General characteristics
- Class & type: Flower-class corvette (modified)
- Displacement: 1,015 long tons (1,031 t; 1,137 short tons)
- Length: 208 ft (63.40 m)o/a
- Beam: 33 ft (10.06 m)
- Draught: 11 ft (3.35 m)
- Propulsion: Single shaft, 2× oil fired water tube boilers, 1 triple-expansion reciprocating steam engine, 2,750 ihp (2,050 kW)
- Speed: 16 knots (29.6 km/h)
- Range: 3,500 nautical miles (6,482 km) at 12 knots (22.2 km/h)
- Complement: 90
- Sensors & processing systems: One Type 271 SW2C radar, one Type 144 sonar
- Armament: 1 × 4 in (102 mm) BL Mk.IX single gun; 1 × 2-pounder Mk.VIII single "pom-pom"; 2 × 20 mm Oerlikon single; 1 × Hedgehog A/S mortar; 4 × Mk.II depth charge throwers; 2 Depth charge rails with 70 depth charges;

= HMIS Gondwana =

Modified Flower-class corvette in Indian Navy

HMIS Gondwana (K348) was a World War II of the Royal Indian Navy (RIN). She was originally ordered for and commissioned as HMS Burnet of the Royal Navy, but transferred to RIN immediately upon commissioning.

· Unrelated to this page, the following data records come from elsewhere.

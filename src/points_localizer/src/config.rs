//! YAML configuration for the localizer.
//!
//! ```yaml
//! ndt:
//!   trans_epsilon: 0.01
//!   step_size: 0.1
//!   resolution: 2.0
//!   max_iterations: 30
//! fitness:
//!   max_range: 1.0
//! ```
//!
//! Every key is optional; missing ones take the values above.

use std::path::Path;

use serde::{Deserialize, Serialize};
use thiserror::Error;
use tracing::debug;

use crate::engine::FitnessScore;
use crate::localizer::Localizer;
use crate::point::{Point, PointCloud};

#[derive(Debug, Error)]
pub enum ConfigError {
    #[error("failed to read config: {0}")]
    Io(#[from] std::io::Error),

    #[error("failed to parse config: {0}")]
    Parse(#[from] serde_yaml::Error),
}

#[derive(Debug, Clone, Copy, PartialEq, Serialize, Deserialize)]
#[serde(default)]
pub struct NdtSection {
    pub trans_epsilon: f64,
    pub step_size: f64,
    pub resolution: f32,
    pub max_iterations: usize,
}

impl Default for NdtSection {
    fn default() -> Self {
        Self {
            trans_epsilon: 0.01,
            step_size: 0.1,
            resolution: 2.0,
            max_iterations: 30,
        }
    }
}

#[derive(Debug, Clone, Copy, PartialEq, Serialize, Deserialize)]
#[serde(default)]
pub struct FitnessSection {
    /// Squared distance bound for pairs counted by range-limited fitness.
    pub max_range: f64,
}

impl Default for FitnessSection {
    fn default() -> Self {
        Self { max_range: 1.0 }
    }
}

#[derive(Debug, Clone, Copy, Default, PartialEq, Serialize, Deserialize)]
pub struct LocalizerConfig {
    #[serde(default)]
    pub ndt: NdtSection,

    #[serde(default)]
    pub fitness: FitnessSection,
}

impl LocalizerConfig {
    pub fn load(path: &Path) -> Result<Self, ConfigError> {
        let contents = std::fs::read_to_string(path)?;
        debug!(path = %path.display(), "Loading localizer config");
        Self::from_yaml(&contents)
    }

    pub fn from_yaml(yaml: &str) -> Result<Self, ConfigError> {
        Ok(serde_yaml::from_str(yaml)?)
    }

    pub fn to_yaml(&self) -> Result<String, ConfigError> {
        Ok(serde_yaml::to_string(self)?)
    }

    /// Push the NDT tunables into `localizer`.
    pub fn apply<S, T, L>(&self, localizer: &mut L)
    where
        S: Point,
        T: Point,
        L: Localizer<S, T> + ?Sized,
    {
        localizer.set_transformation_epsilon(self.ndt.trans_epsilon);
        localizer.set_step_size(self.ndt.step_size);
        localizer.set_resolution(self.ndt.resolution);
        localizer.set_maximum_iterations(self.ndt.max_iterations);
    }

    /// Fitness of `source` against the localizer's map, counting only pairs
    /// within `fitness.max_range`.
    pub fn fitness_score<S, T, L>(
        &self,
        localizer: &L,
        source: &PointCloud<S>,
    ) -> Result<FitnessScore, L::Error>
    where
        S: Point,
        T: Point,
        L: Localizer<S, T> + ?Sized,
    {
        localizer.fitness_score_with(source, self.fitness.max_range)
    }
}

She was transferred back to the Royal Navy in 1946 and subsequently sold to the Royal Thai Navy in 1947, and commissioned as HTMS Bangpakong (เรือหลวงบางปะกง).

==History==
Burnet was ordered from Ferguson Shipbuilders, Limited in Glasgow for the Royal Navy in 1942. She was transferred to the Royal Indian Navy immediately and commissioned as HMIS Gondwana on 15 May 1945, just months before the end of World War II. After the war, she was briefly used as an apprentice seaman training ship before being transferred back to the Royal Navy just on 17 May 1946.

She was sold to the Royal Thai Navy in 1947 as HTMS Bangpakong, and served in the Korean War in 1950–1951 before returning to Thailand. Bangpakong has since been decommissioned.